I’m so sad I missed Fat Tuesday yesterday on the blog. My full time job + my wedding took up literally 20 hours of my day so I wasn’t able to blog any delicious recipes! But don’t worry, I still honored the day by enjoying a few glasses of Chardonnay and cooking a LOWfat meal in honor of Mardi Gras!
So what is this pile of creamy, spinachey goodness? Goat cheese, chicken and spinach pasta. As you know, I’m sort of having an affair with goat cheese and I wanted to use it a little differently than I had in the past. After doing a bit of searching, I found a similar recipe that sparked my interest. And it was super easy and only took about 20 minutes. After a long day of working and wedding related stress, that was exactly what I needed.
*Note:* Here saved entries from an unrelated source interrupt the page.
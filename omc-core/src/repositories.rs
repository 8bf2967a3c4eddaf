// Low-level database access traits.
// Each repository is responsible for a single entity.
// Related entities are only referenced by their id and
// never modified or loaded by another repository.

use crate::entities::*;
use thiserror::Error;

#[derive(Debug, Error)]
pub enum Error {
    #[error("The requested object could not be found")]
    NotFound,
    #[error("The object already exists")]
    AlreadyExists,
    #[error(transparent)]
    Other(#[from] anyhow::Error),
}

type Result<T> = std::result::Result<T, Error>;

pub trait LocationRepo {
    fn get_location(&self, id: &str) -> Result<Location>;

    // Exact match, ignoring case
    fn find_locations_by_name(&self, name: &str) -> Result<Vec<Location>>;

    // Substring match, ignoring case
    fn search_locations(&self, text: &str, limit: usize) -> Result<Vec<Location>>;

    fn all_locations(&self) -> Result<Vec<Location>>;

    fn create_location(&self, location: &Location) -> Result<()>;
    fn update_location(&self, location: &Location) -> Result<()>;
    fn delete_location(&self, id: &str) -> Result<()>;

    // Create or replace
    fn restore_location(&self, location: &Location) -> Result<()> {
        match self.get_location(location.id.as_str()) {
            Ok(_) => self.update_location(location),
            Err(Error::NotFound) => self.create_location(location),
            Err(err) => Err(err),
        }
    }
}

pub trait ChangeRequestRepo {
    // Fails with `AlreadyExists` if the message id is already in use
    fn create_change_request(&self, request: &ChangeRequest) -> Result<()>;

    fn get_change_request(&self, id: &str) -> Result<ChangeRequest>;
    fn get_change_request_by_message_id(&self, message_id: &MessageId) -> Result<ChangeRequest>;

    fn update_change_request(&self, request: &ChangeRequest) -> Result<()>;

    fn delete_change_request_by_message_id(&self, message_id: &MessageId) -> Result<()>;

    // Ordered by creation time, oldest first
    fn change_requests_by_status(&self, status: RequestStatus) -> Result<Vec<ChangeRequest>>;
    fn count_change_requests_by_status(&self, status: RequestStatus) -> Result<usize>;
}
What’s so great about this dish is that it’s not overly creamy or heavy. The goat cheese provides just the right amount of flavor and coats the pasta and chicken wonderfully. For additional flavor, zest some fresh lemon peel over it and walah!
Goat Cheese, Spinach and Chicken Pasta
What You’ll Need:
- 1 pound of whole wheat shells
- Dash of salt and pepper
- 5 ounces of goat cheese
- 1 can of wilted spinach
- 2 one pound chicken breasts
- 1 cup of dry white wine, like chardonnay
- 2 tablespoons of extra virgin olive oil
- 4 scallions, chopped up
How to Make It:
- Put 1 tablespoon of the extra virgin olive oil into a skillet over medium heat. Cook scallions until soft. Add wine and cook until sauce is reduced by half, or about 5 minutes. Add goat cheese and stir until soft. Take off heat and set aside.
- While sauce is being prepared, heat additional tablespoon of oil into a pan and add chicken, cooking thoroughly until chicken is browned on both sides, about 10 minutes. Salt chicken and add pepper.
- While chicken is cooking, heat a pot with boiling salt water. Once water is boiling, add pasta and cook until soft.
- Once pasta is drained, coat pasta, chicken and spinach in goat cheese sauce. Add pepper.
I just had a bowl for lunch and it’s just as delicious the next day!
Nutritional Information per 1 cup: 380 calories, 16 grams of fat, 22 grams of protein and 3 grams of fiber.